Sunday, September 6, 2009

Star Wars I

I watched Star Wars parts I and II with my family in the last week. I had seen part I years ago -- not too long after it came out -- and it was so bad that I didn't want to waste my time seeing part II. I only picked part II out of a video store because I was having trouble finding a PG-rated movie that the whole family would like. Actually, I was having trouble finding PG-rated movies at all. Browsing the shelves of a video store, anything outside of the "Family" and "Kid" sections seems to have about an 80% chance of being rated at least PG-13. I was actually grateful to come upon Star Wars.
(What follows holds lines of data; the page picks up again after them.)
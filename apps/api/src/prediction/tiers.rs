/// Success-rate band that selects the suggestion pair.
#[derive(Debug, Clone, Copy, PartialEq, Eq)]
pub enum Tier {
    /// success_rate < 70
    NeedsPractice,
    /// 70 <= success_rate < 90
    Developing,
    /// success_rate >= 90
    Proficient,
}

const LOW_THRESHOLD: f64 = 70.0;
const HIGH_THRESHOLD: f64 = 90.0;

impl Tier {
    pub fn for_success_rate(rate: f64) -> Tier {
        if rate < LOW_THRESHOLD {
            Tier::NeedsPractice
        } else if rate < HIGH_THRESHOLD {
            Tier::Developing
        } else {
            Tier::Proficient
        }
    }

    pub fn suggestions(self) -> [&'static str; 2] {
        match self {
            Tier::NeedsPractice => [
                "Increase practice with high-stress scenarios.",
                "Focus on improving reaction time through drills.",
            ],
            Tier::Developing => [
                "Refine flight precision with targeted simulations.",
                "Optimize decision-making speed in VR training.",
            ],
            Tier::Proficient => [
                "Maintain current training regimen.",
                "Explore advanced modules for further improvement.",
            ],
        }
    }
}
use axum::{extract::State, Json};
use bytes::Bytes;
use tracing::{debug, info};

use crate::errors::AppError;
use crate::models::features::FeatureVector;
use crate::models::prediction::PredictionResponse;
use crate::predictor::SuccessRatePredictor;
use crate::prediction::tiers::Tier;
use crate::state::AppState;

/// POST /predict
///
/// The body is taken raw so that malformed JSON maps onto our own error
/// payloads instead of Axum's default rejection.
pub async fn handle_predict(
    State(state): State<AppState>,
    body: Bytes,
) -> Result<Json<PredictionResponse>, AppError> {
    let model = state.model.as_deref().ok_or(AppError::ModelNotLoaded)?;

    let features = FeatureVector::from_json_body(&body)?;
    debug!("Received features: {features}");

    let response = score(model, &features)?;
    info!(
        "Prediction successful: SuccessRate={:.2}",
        response.success_rate
    );
    Ok(Json(response))
}

/// Runs the model and attaches the suggestions for the resulting tier.
pub fn score(
    model: &dyn SuccessRatePredictor,
    features: &FeatureVector,
) -> Result<PredictionResponse, AppError> {
    let success_rate = model
        .predict(features)
        .map_err(|e| AppError::Server(e.to_string()))?;

    let suggestions = Tier::for_success_rate(success_rate)
        .suggestions()
        .iter()
        .map(|s| s.to_string())
        .collect();

    Ok(PredictionResponse {
        success_rate,
        suggestions,
    })
}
Part II turned out to be better than I had expected -- quite a bit better. Then the kids wanted to watch Part I, which I was happy to do, because I realized how little I had remembered from it. On watching it a second time, I now understand why I thought it was so bad. It's because it actually is really, really bad. Let's start with the acting, which was incredibly wooden and uninspiring. In fairness to the actors, however, the script gave them virtually nothing to work with, and I'm sure George Lucas didn't help things with his directing. The plot was confusing, and I still don't understand why it's called "The Phantom Menace." Of course, there's also Jar Jar Binks, whom even my kids found annoying. In addition to being stupid (his most easily recognizable fault), Jar Jar is also very hard to understand when he is speaking. It's not just him, though; many of the characters in Part I speak indistinctly, which is part of the reason why I had such trouble understanding it the first time.
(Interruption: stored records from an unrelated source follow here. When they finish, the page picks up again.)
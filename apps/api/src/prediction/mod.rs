// Prediction endpoint: schema check, model call, tier mapping.
// The model is reached only through `SuccessRatePredictor` on `AppState`.

pub mod handlers;
pub mod tiers;
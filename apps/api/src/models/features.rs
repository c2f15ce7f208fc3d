use std::fmt;

use serde::Deserialize;
use serde_json::Value;

use crate::errors::AppError;

/// Number of readings the model consumes.
pub const FEATURE_COUNT: usize = 6;

/// Wire names of the readings, in the positional order the model expects.
pub const FEATURE_NAMES: [&str; FEATURE_COUNT] = [
    "Heart_Rate",
    "Eye_Tracking",
    "Reaction_Time",
    "Flight_Precision",
    "Decision_Speed",
    "Error_Rate",
];

/// Request contract for `POST /predict`.
///
/// Every field is a required JSON number. serde rejects absent keys, `null`,
/// booleans, strings and containers, so a successful decode is a valid request.
/// Unknown keys are ignored.
#[derive(Debug, Clone, Deserialize)]
pub struct PredictRequest {
    #[serde(rename = "Heart_Rate")]
    pub heart_rate: f64,
    #[serde(rename = "Eye_Tracking")]
    pub eye_tracking: f64,
    #[serde(rename = "Reaction_Time")]
    pub reaction_time: f64,
    #[serde(rename = "Flight_Precision")]
    pub flight_precision: f64,
    #[serde(rename = "Decision_Speed")]
    pub decision_speed: f64,
    #[serde(rename = "Error_Rate")]
    pub error_rate: f64,
}

/// The six readings in model order.
#[derive(Debug, Clone, Copy, PartialEq)]
pub struct FeatureVector([f64; FEATURE_COUNT]);

impl FeatureVector {
    pub fn new(values: [f64; FEATURE_COUNT]) -> Self {
        FeatureVector(values)
    }

    pub fn values(&self) -> &[f64; FEATURE_COUNT] {
        &self.0
    }

    /// Decodes a raw request body.
    ///
    /// Anything that is not a non-empty JSON object counts as "no data";
    /// an object that fails the schema is invalid input.
    pub fn from_json_body(body: &[u8]) -> Result<Self, AppError> {
        let value: Value = serde_json::from_slice(body).map_err(|_| AppError::NoData)?;
        let object = match value {
            Value::Object(map) if !map.is_empty() => Value::Object(map),
            _ => return Err(AppError::NoData),
        };

        let request: PredictRequest =
            serde_json::from_value(object).map_err(|e| AppError::InvalidInput(e.to_string()))?;
        Ok(FeatureVector::from(request))
    }
}

impl From<PredictRequest> for FeatureVector {
    fn from(req: PredictRequest) -> Self {
        FeatureVector([
            req.heart_rate,
            req.eye_tracking,
            req.reaction_time,
            req.flight_precision,
            req.decision_speed,
            req.error_rate,
        ])
    }
}

impl fmt::Display for FeatureVector {
    fn fmt(&self, f: &mut fmt::Formatter<'_>) -> fmt::Result {
        let mut first = true;
        for (name, value) in FEATURE_NAMES.iter().zip(self.0.iter()) {
            if !first {
                f.write_str(", ")?;
            }
            write!(f, "{name}={value}")?;
            first = false;
        }
        Ok(())
    }
}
Jar Jar is also exemplary of George Lucas's utter failure at naming people and places in his fictional universe. Great writers can make up unique names that nevertheless sound appropriate in their setting. J.R.R. Tolkien was a master of this: who wouldn't recognize an elvish name from an orcish one, just from the name? He was a linguist, so perhaps that is an unfair comparison, but almost any writer is better than Lucas. I thought Frank Herbert's names were usually quite good. Lucas had a couple of big hits -- fortunately for him, involving major characters -- with Darth Vader and Luke Skywalker. And then you have Greedo; I'm sure a lot of thought went into that one. And Lando Calrissian. And Schmi. And Count Dooku, and Darth Tyranus, and of course Jar Jar. Then there are the place names, like Naboo and (my favourite) Tatooine. Don't these names sound silly to him?